### [Work instructions]
Within the entries below, find every line that has the string "SearchError", then copy it.

++++ Material for this exercise

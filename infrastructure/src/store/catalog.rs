//! In-memory agent catalog loaded from a JSON file.
//!
//! Serves both the search and the store ports so the pipeline can run
//! without a database. Search similarity is lexical term coverage over the
//! agent profile; there is no graph, so hits carry no traversal depth.

use crate::error::{InfraError, Result};
use async_trait::async_trait;
use panel_application::ports::agent_search::{AgentSearchPort, SearchError};
use panel_application::ports::agent_store::{AgentStorePort, StoreError};
use panel_domain::core::text::{coverage, terms};
use panel_domain::{Agent, AgentQuery, SearchHit, SearchHitMetadata, SearchRequest};
use std::cmp::Ordering;
use std::path::Path;
use tracing::debug;

#[derive(Debug, Clone, Default)]
pub struct InMemoryAgentCatalog {
    agents: Vec<Agent>,
}

impl InMemoryAgentCatalog {
    /// Build a catalog, rejecting agents without an id or name.
    pub fn new(agents: Vec<Agent>) -> Result<Self> {
        for agent in &agents {
            agent.validate()?;
        }
        Ok(Self { agents })
    }

    /// Load a JSON array of agents.
    pub fn from_file(path: impl AsRef<Path>) -> Result<Self> {
        let path = path.as_ref();
        let content = std::fs::read_to_string(path).map_err(|source| InfraError::Io {
            path: path.to_path_buf(),
            source,
        })?;
        let agents: Vec<Agent> =
            serde_json::from_str(&content).map_err(|source| InfraError::Catalog {
                path: path.to_path_buf(),
                source,
            })?;
        debug!(path = %path.display(), count = agents.len(), "Loaded agent catalog");
        Self::new(agents)
    }

    pub fn agents(&self) -> &[Agent] {
        &self.agents
    }

    pub fn len(&self) -> usize {
        self.agents.len()
    }

    pub fn is_empty(&self) -> bool {
        self.agents.is_empty()
    }
}

fn profile_terms(agent: &Agent) -> std::collections::BTreeSet<String> {
    terms(&format!(
        "{} {} {} {} {}",
        agent.name.replace(['-', '_'], " "),
        agent.display_name,
        agent.description,
        agent.capabilities.join(" "),
        agent.knowledge_domains.join(" "),
    ))
}

#[async_trait]
impl AgentSearchPort for InMemoryAgentCatalog {
    async fn search(&self, request: &SearchRequest) -> std::result::Result<Vec<SearchHit>, SearchError> {
        let query_terms: Vec<String> = terms(&request.query).into_iter().collect();
        let domain_filter = request
            .filters
            .knowledge_domain
            .as_ref()
            .map(|d| vec![d.clone()]);

        let mut hits: Vec<SearchHit> = self
            .agents
            .iter()
            .filter(|agent| agent.status == request.filters.status)
            .filter(|agent| {
                domain_filter
                    .as_deref()
                    .is_none_or(|domains| agent.has_any_domain(domains))
            })
            .map(|agent| SearchHit {
                agent: agent.clone(),
                similarity: coverage(&query_terms, &profile_terms(agent)),
                metadata: SearchHitMetadata::default(),
            })
            .filter(|hit| hit.similarity >= request.min_similarity)
            .collect();

        hits.sort_by(|a, b| {
            b.similarity
                .partial_cmp(&a.similarity)
                .unwrap_or(Ordering::Equal)
                .then_with(|| a.agent.tier.cmp(&b.agent.tier))
        });
        hits.truncate(request.top_k);
        Ok(hits)
    }
}

#[async_trait]
impl AgentStorePort for InMemoryAgentCatalog {
    async fn query_agents(&self, query: &AgentQuery) -> std::result::Result<Vec<Agent>, StoreError> {
        let mut agents: Vec<Agent> = self
            .agents
            .iter()
            .filter(|agent| query.matches(agent))
            .cloned()
            .collect();
        agents.sort_by_key(|agent| agent.tier);
        agents.truncate(query.limit);
        Ok(agents)
    }
}

#[cfg(test)]
mod tests {
    use super::*;
    use panel_domain::AgentStatus;

    fn catalog() -> InMemoryAgentCatalog {
        InMemoryAgentCatalog::new(vec![
            Agent::new("gp", "general-practitioner", 3)
                .with_display_name("General Practitioner")
                .with_description("Everyday health questions")
                .with_domains(["general"]),
            Agent::new("cardio", "cardiology-expert", 1)
                .with_display_name("Cardiology Expert")
                .with_description("Heart rhythm and blood pressure")
                .with_domains(["cardiology"]),
            Agent::new("endo", "endocrinology-expert", 2)
                .with_display_name("Endocrinology Expert")
                .with_description("Diabetes and thyroid care")
                .with_domains(["endocrinology"]),
            Agent::new("old", "retired-expert", 1)
                .with_domains(["cardiology"])
                .with_status(AgentStatus::Archived),
        ])
        .unwrap()
    }

    #[tokio::test]
    async fn test_search_scores_by_term_coverage() {
        let request = SearchRequest::for_query("heart rhythm problems", &[], 5)
            .with_min_similarity(0.5);
        let hits = catalog().search(&request).await.unwrap();

        assert_eq!(hits.len(), 1);
        assert_eq!(hits[0].agent.id, "cardio");
        assert!((hits[0].similarity - 2.0 / 3.0).abs() < 1e-9);
        assert_eq!(hits[0].metadata.graph_depth, None);
    }

    #[tokio::test]
    async fn test_search_applies_domain_filter() {
        let request = SearchRequest::for_query("thyroid care", &["cardiology".to_string()], 5)
            .with_min_similarity(0.0);
        let hits = catalog().search(&request).await.unwrap();
        assert_eq!(hits.len(), 1);
        assert_eq!(hits[0].agent.id, "cardio");
    }

    #[tokio::test]
    async fn test_store_orders_by_tier_and_limits() {
        let agents = catalog()
            .query_agents(&AgentQuery::emergency(2))
            .await
            .unwrap();
        let ids: Vec<_> = agents.iter().map(|a| a.id.as_str()).collect();
        assert_eq!(ids, vec!["cardio", "endo"]);
    }

    #[tokio::test]
    async fn test_store_filters_domains() {
        let query = AgentQuery::fallback(&["endocrinology".to_string()], 5);
        let agents = catalog().query_agents(&query).await.unwrap();
        assert_eq!(agents.len(), 1);
        assert_eq!(agents[0].id, "endo");
    }

    #[test]
    fn test_from_file() {
        let dir = tempfile::tempdir().unwrap();
        let path = dir.path().join("agents.json");
        std::fs::write(
            &path,
            r#"[{"id": "gp", "name": "general-practitioner", "display_name": "GP", "tier": 3}]"#,
        )
        .unwrap();

        let catalog = InMemoryAgentCatalog::from_file(&path).unwrap();
        assert_eq!(catalog.len(), 1);
        assert!(catalog.agents()[0].capabilities.is_empty());
    }

    #[test]
    fn test_from_file_rejects_blank_id() {
        let dir = tempfile::tempdir().unwrap();
        let path = dir.path().join("agents.json");
        std::fs::write(&path, r#"[{"id": "", "name": "x", "display_name": "X"}]"#).unwrap();

        let err = InMemoryAgentCatalog::from_file(&path).unwrap_err();
        assert!(matches!(err, InfraError::InvalidAgent(_)));
    }

    #[test]
    fn test_from_file_missing() {
        let err = InMemoryAgentCatalog::from_file("/nonexistent/agents.json").unwrap_err();
        assert!(matches!(err, InfraError::Io { .. }));
    }
}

++++++++

### [Output of the task]
use panel_application::ports::agent_search::{AgentSearchPort, SearchError};
    async fn search(&self, request: &SearchRequest) -> std::result::Result<Vec<SearchHit>, SearchError> {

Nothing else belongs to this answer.